ASSIGNMENT
In the data below, how many lines include the string "secret"? Give only the number.
▽
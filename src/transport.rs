//! Message transport between client and server.
//!
//! The transport delivers whole multipart messages over TCP. Each message
//! is sealed as one AEAD unit and framed with a big-endian length:
//!
//! ```text
//! [u32: sealed_len][sealed bytes]
//!
//! sealed plaintext:
//!   [u8: frame count]
//!   per frame: [u32: len][bytes]
//! ```
//!
//! A connection starts with a plaintext handshake:
//!
//! ```text
//! C -> S: [5 bytes magic "CONV1"][16 bytes identity]
//!         [u16: key id len][key id UTF-8]
//!         [u32: c2s nonce prefix][u32: s2c nonce prefix]
//! S -> C: [1 byte: 0x01 accepted / 0x00 rejected]
//! ```
//!
//! The server looks the key id up in the authorization store; unknown ids
//! are rejected before any protocol message flows. All subsequent traffic
//! is sealed under the pre-shared key with the negotiated nonce prefixes.
//! The identity is chosen by the client per upload attempt and survives
//! reconnects, which is what lets the server resume an interrupted upload.

use crate::auth::{ClientKey, KeyStore};
use crate::crypto::{FrameOpener, FrameSealer};
use crate::error::UploadError;
use bytes::Bytes;
use tokio::io::{AsyncRead, AsyncReadExt, AsyncWrite, AsyncWriteExt};
use tokio::net::tcp::{OwnedReadHalf, OwnedWriteHalf};
use tokio::net::TcpStream;
use tracing::debug;

const MAGIC: &[u8; 5] = b"CONV1";
const AUTH_OK: u8 = 0x01;
const AUTH_REJECTED: u8 = 0x00;

/// Upper bound on one sealed message; anything larger is malformed.
pub const MAX_MESSAGE_SIZE: usize = 64 * 1024 * 1024;
/// Upper bound on frames per message; the widest real message has five.
pub const MAX_FRAMES: usize = 8;
const MAX_KEY_ID_LEN: usize = 256;

/// Transport-level identity of one upload attempt.
///
/// A random 128-bit value chosen by the client; the server routes
/// messages by this key.
#[derive(Debug, Clone, Copy, PartialEq, Eq, Hash, PartialOrd, Ord)]
pub struct ClientId(pub [u8; 16]);

impl ClientId {
    /// A fresh random identity for one upload attempt.
    pub fn random() -> Self {
        Self(*uuid::Uuid::new_v4().as_bytes())
    }
}

impl std::fmt::Display for ClientId {
    fn fmt(&self, f: &mut std::fmt::Formatter<'_>) -> std::fmt::Result {
        write!(f, "{}", hex::encode(self.0))
    }
}

fn encode_multipart(frames: &[Bytes]) -> Result<Vec<u8>, UploadError> {
    if frames.is_empty() || frames.len() > MAX_FRAMES {
        return Err(UploadError::Protocol(format!(
            "message must have 1..={MAX_FRAMES} frames, got {}",
            frames.len()
        )));
    }
    let total: usize = frames.iter().map(|f| 4 + f.len()).sum();
    let mut buf = Vec::with_capacity(1 + total);
    buf.push(frames.len() as u8);
    for frame in frames {
        buf.extend_from_slice(&(frame.len() as u32).to_be_bytes());
        buf.extend_from_slice(frame);
    }
    Ok(buf)
}

fn decode_multipart(mut buf: &[u8]) -> Result<Vec<Bytes>, UploadError> {
    let malformed = |what: &str| UploadError::Protocol(format!("malformed multipart: {what}"));
    let (&count, rest) = buf.split_first().ok_or_else(|| malformed("empty"))?;
    buf = rest;
    if count == 0 || count as usize > MAX_FRAMES {
        return Err(malformed("bad frame count"));
    }
    let mut frames = Vec::with_capacity(count as usize);
    for _ in 0..count {
        if buf.len() < 4 {
            return Err(malformed("truncated frame length"));
        }
        let len = u32::from_be_bytes([buf[0], buf[1], buf[2], buf[3]]) as usize;
        buf = &buf[4..];
        if buf.len() < len {
            return Err(malformed("truncated frame body"));
        }
        frames.push(Bytes::copy_from_slice(&buf[..len]));
        buf = &buf[len..];
    }
    if !buf.is_empty() {
        return Err(malformed("trailing bytes"));
    }
    Ok(frames)
}

/// Reads sealed multipart messages from one transport direction.
pub struct FrameReader<R> {
    inner: R,
    opener: FrameOpener,
}

impl<R: AsyncRead + Unpin> FrameReader<R> {
    pub fn new(inner: R, opener: FrameOpener) -> Self {
        Self { inner, opener }
    }

    /// Reads, opens and splits the next message.
    pub async fn read_message(&mut self) -> Result<Vec<Bytes>, UploadError> {
        let len = self.inner.read_u32().await? as usize;
        if len > MAX_MESSAGE_SIZE {
            return Err(UploadError::Protocol(format!(
                "message of {len} bytes exceeds limit"
            )));
        }
        let mut sealed = vec![0u8; len];
        self.inner.read_exact(&mut sealed).await?;
        self.opener.open(&mut sealed)?;
        decode_multipart(&sealed)
    }
}

/// Writes sealed multipart messages to one transport direction.
pub struct FrameWriter<W> {
    inner: W,
    sealer: FrameSealer,
}

impl<W: AsyncWrite + Unpin> FrameWriter<W> {
    pub fn new(inner: W, sealer: FrameSealer) -> Self {
        Self { inner, sealer }
    }

    /// Seals and writes one message.
    pub async fn write_message(&mut self, frames: &[Bytes]) -> Result<(), UploadError> {
        let mut buf = encode_multipart(frames)?;
        self.sealer.seal(&mut buf)?;
        self.inner.write_u32(buf.len() as u32).await?;
        self.inner.write_all(&buf).await?;
        self.inner.flush().await?;
        Ok(())
    }
}

/// Client side of the handshake, generic for testability.
pub async fn client_handshake<S: AsyncRead + AsyncWrite + Unpin>(
    stream: &mut S,
    key: &ClientKey,
    identity: ClientId,
    c2s_prefix: u32,
    s2c_prefix: u32,
) -> Result<(), UploadError> {
    if key.id.len() > MAX_KEY_ID_LEN {
        return Err(UploadError::Config("key id too long".into()));
    }
    stream.write_all(MAGIC).await?;
    stream.write_all(&identity.0).await?;
    stream.write_u16(key.id.len() as u16).await?;
    stream.write_all(key.id.as_bytes()).await?;
    stream.write_u32(c2s_prefix).await?;
    stream.write_u32(s2c_prefix).await?;
    stream.flush().await?;

    match stream.read_u8().await? {
        AUTH_OK => Ok(()),
        _ => Err(UploadError::Unauthorized),
    }
}

/// Server side of the handshake.
///
/// Returns the peer identity and the secret plus nonce prefixes to build
/// the sealed channel from. Unknown key ids are answered with a rejection
/// byte and an error.
pub async fn server_handshake<S: AsyncRead + AsyncWrite + Unpin>(
    stream: &mut S,
    keys: &KeyStore,
) -> Result<(ClientId, [u8; 32], u32, u32), UploadError> {
    let mut magic = [0u8; 5];
    stream.read_exact(&mut magic).await?;
    if &magic != MAGIC {
        return Err(UploadError::Protocol("bad handshake magic".into()));
    }
    let mut identity = [0u8; 16];
    stream.read_exact(&mut identity).await?;
    let id_len = stream.read_u16().await? as usize;
    if id_len == 0 || id_len > MAX_KEY_ID_LEN {
        return Err(UploadError::Protocol("bad key id length".into()));
    }
    let mut key_id = vec![0u8; id_len];
    stream.read_exact(&mut key_id).await?;
    let key_id = String::from_utf8(key_id)
        .map_err(|_| UploadError::Protocol("key id is not valid UTF-8".into()))?;
    let c2s_prefix = stream.read_u32().await?;
    let s2c_prefix = stream.read_u32().await?;

    let Some(secret) = keys.lookup(&key_id) else {
        stream.write_u8(AUTH_REJECTED).await?;
        stream.flush().await?;
        return Err(UploadError::Unauthorized);
    };
    stream.write_u8(AUTH_OK).await?;
    stream.flush().await?;
    debug!(identity = %ClientId(identity), key_id, "handshake accepted");
    Ok((ClientId(identity), secret, c2s_prefix, s2c_prefix))
}

/// Client endpoint: one sealed connection to the server.
pub struct ClientEndpoint {
    reader: FrameReader<OwnedReadHalf>,
    writer: FrameWriter<OwnedWriteHalf>,
    identity: ClientId,
}

impl ClientEndpoint {
    /// Connects, handshakes and builds the sealed channel.
    ///
    /// Reconnection is a fresh `connect` with the same identity.
    pub async fn connect(
        addr: &str,
        key: &ClientKey,
        identity: ClientId,
    ) -> Result<Self, UploadError> {
        let mut stream = TcpStream::connect(addr).await?;
        stream.set_nodelay(true)?;

        // Fresh nonce prefixes per connection so counters never repeat
        // under the long-term key.
        let nonce_seed = uuid::Uuid::new_v4();
        let seed = nonce_seed.as_bytes();
        let c2s_prefix = u32::from_be_bytes([seed[0], seed[1], seed[2], seed[3]]);
        let s2c_prefix = u32::from_be_bytes([seed[4], seed[5], seed[6], seed[7]]);

        client_handshake(&mut stream, key, identity, c2s_prefix, s2c_prefix).await?;

        let (read_half, write_half) = stream.into_split();
        Ok(Self {
            reader: FrameReader::new(read_half, FrameOpener::new(&key.secret, s2c_prefix)?),
            writer: FrameWriter::new(write_half, FrameSealer::new(&key.secret, c2s_prefix)?),
            identity,
        })
    }

    pub fn identity(&self) -> ClientId {
        self.identity
    }

    pub async fn send(&mut self, frames: &[Bytes]) -> Result<(), UploadError> {
        self.writer.write_message(frames).await
    }

    pub async fn recv(&mut self) -> Result<Vec<Bytes>, UploadError> {
        self.reader.read_message().await
    }
}

/// Accepts one client connection on the server side.
///
/// Performs the handshake against the authorization store and returns the
/// peer identity with the two sealed channel halves.
pub async fn accept_client(
    stream: TcpStream,
    keys: &KeyStore,
) -> Result<
    (
        ClientId,
        FrameReader<OwnedReadHalf>,
        FrameWriter<OwnedWriteHalf>,
    ),
    UploadError,
> {
    stream.set_nodelay(true)?;
    let mut stream = stream;
    let (identity, secret, c2s_prefix, s2c_prefix) = server_handshake(&mut stream, keys).await?;
    let (read_half, write_half) = stream.into_split();
    Ok((
        identity,
        FrameReader::new(read_half, FrameOpener::new(&secret, c2s_prefix)?),
        FrameWriter::new(write_half, FrameSealer::new(&secret, s2c_prefix)?),
    ))
}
△
SOLUTION
8